Extracted data entries:
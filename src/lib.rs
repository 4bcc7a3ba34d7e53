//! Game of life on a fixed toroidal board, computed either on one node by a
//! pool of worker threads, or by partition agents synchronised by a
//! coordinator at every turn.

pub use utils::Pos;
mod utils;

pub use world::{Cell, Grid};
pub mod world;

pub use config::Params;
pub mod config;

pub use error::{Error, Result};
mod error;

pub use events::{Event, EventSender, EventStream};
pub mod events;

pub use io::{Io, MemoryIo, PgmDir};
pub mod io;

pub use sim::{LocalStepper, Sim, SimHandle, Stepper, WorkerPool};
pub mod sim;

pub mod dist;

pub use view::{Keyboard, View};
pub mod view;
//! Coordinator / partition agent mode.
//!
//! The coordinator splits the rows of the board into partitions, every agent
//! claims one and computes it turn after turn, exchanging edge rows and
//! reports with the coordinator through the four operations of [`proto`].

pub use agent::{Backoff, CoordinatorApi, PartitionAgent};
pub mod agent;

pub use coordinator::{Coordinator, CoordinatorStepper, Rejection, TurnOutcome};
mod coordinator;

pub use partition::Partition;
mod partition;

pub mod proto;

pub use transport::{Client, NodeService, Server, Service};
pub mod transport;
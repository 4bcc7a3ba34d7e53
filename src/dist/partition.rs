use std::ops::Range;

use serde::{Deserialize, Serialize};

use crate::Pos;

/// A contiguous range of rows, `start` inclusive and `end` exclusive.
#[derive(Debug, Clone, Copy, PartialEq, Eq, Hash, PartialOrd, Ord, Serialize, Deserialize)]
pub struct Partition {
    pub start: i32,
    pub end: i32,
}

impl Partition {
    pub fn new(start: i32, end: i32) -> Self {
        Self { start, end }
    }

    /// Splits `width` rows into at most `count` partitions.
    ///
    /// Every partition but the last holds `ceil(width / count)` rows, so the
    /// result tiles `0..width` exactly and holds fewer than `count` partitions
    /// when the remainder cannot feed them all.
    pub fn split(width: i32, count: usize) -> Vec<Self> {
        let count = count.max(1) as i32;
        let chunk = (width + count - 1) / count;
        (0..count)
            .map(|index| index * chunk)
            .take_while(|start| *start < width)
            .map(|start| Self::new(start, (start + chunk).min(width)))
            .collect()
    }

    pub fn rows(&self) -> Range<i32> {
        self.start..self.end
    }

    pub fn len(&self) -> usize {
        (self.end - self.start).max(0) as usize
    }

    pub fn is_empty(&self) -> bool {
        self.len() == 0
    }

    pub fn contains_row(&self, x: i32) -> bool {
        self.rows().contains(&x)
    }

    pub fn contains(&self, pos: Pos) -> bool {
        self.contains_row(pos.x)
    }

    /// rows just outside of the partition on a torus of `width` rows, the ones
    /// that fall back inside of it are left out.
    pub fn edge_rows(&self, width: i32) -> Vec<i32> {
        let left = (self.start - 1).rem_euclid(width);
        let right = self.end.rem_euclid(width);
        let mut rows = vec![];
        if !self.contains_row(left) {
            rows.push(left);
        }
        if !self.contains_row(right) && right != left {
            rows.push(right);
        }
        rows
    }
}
==
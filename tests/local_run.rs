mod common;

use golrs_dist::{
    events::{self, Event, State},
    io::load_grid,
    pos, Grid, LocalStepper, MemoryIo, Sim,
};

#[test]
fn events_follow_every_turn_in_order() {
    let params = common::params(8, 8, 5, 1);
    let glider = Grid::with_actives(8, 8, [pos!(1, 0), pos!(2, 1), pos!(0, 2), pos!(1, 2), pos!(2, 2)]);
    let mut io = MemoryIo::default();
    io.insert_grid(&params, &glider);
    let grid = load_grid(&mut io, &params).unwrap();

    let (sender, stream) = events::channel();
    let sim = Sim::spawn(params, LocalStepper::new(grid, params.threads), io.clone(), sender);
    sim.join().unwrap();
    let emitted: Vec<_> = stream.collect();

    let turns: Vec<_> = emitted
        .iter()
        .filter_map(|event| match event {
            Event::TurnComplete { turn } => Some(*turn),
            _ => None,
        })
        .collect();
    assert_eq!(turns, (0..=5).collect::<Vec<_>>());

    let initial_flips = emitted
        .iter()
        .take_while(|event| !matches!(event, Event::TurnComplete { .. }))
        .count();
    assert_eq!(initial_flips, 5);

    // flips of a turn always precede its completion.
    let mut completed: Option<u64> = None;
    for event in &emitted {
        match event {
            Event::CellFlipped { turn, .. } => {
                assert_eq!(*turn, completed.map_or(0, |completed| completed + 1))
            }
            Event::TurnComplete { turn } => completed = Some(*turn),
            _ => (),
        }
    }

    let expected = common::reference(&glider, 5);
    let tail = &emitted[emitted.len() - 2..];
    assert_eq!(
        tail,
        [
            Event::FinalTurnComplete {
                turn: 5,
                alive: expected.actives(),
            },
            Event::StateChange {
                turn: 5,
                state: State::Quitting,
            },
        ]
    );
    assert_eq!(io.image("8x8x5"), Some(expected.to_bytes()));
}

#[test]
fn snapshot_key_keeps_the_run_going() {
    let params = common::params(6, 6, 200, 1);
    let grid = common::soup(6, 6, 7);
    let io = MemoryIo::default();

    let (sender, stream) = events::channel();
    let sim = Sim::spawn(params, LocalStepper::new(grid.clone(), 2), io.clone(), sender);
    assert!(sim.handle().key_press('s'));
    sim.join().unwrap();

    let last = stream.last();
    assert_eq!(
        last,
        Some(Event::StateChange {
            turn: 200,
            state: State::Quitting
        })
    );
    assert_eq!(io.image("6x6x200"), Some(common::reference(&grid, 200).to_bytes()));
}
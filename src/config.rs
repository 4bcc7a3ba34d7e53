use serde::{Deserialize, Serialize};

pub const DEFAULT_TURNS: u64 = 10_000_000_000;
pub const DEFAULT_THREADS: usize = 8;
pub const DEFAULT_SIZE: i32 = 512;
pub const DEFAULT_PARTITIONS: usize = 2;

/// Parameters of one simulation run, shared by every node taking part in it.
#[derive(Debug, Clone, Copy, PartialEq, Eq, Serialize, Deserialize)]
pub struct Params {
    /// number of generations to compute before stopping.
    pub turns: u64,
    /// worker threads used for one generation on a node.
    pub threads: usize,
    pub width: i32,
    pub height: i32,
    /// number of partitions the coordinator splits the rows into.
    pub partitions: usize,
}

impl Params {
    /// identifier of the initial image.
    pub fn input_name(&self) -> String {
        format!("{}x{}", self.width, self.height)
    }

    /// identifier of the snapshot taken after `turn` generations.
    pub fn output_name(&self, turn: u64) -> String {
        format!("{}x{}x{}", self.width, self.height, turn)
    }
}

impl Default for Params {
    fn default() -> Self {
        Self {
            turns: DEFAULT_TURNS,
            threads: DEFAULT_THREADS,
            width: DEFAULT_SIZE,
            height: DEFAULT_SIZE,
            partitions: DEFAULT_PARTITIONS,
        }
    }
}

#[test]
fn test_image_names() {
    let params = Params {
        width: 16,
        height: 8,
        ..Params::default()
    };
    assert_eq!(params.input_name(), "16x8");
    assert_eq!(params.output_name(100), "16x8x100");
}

About this exercise: The lines to show are those in the data above that include "MemoryIo".

Solved problem:
pub use io::{Io, MemoryIo, PgmDir};
    pos, Grid, LocalStepper, MemoryIo, Sim,
    let mut io = MemoryIo::default();
    let io = MemoryIo::default();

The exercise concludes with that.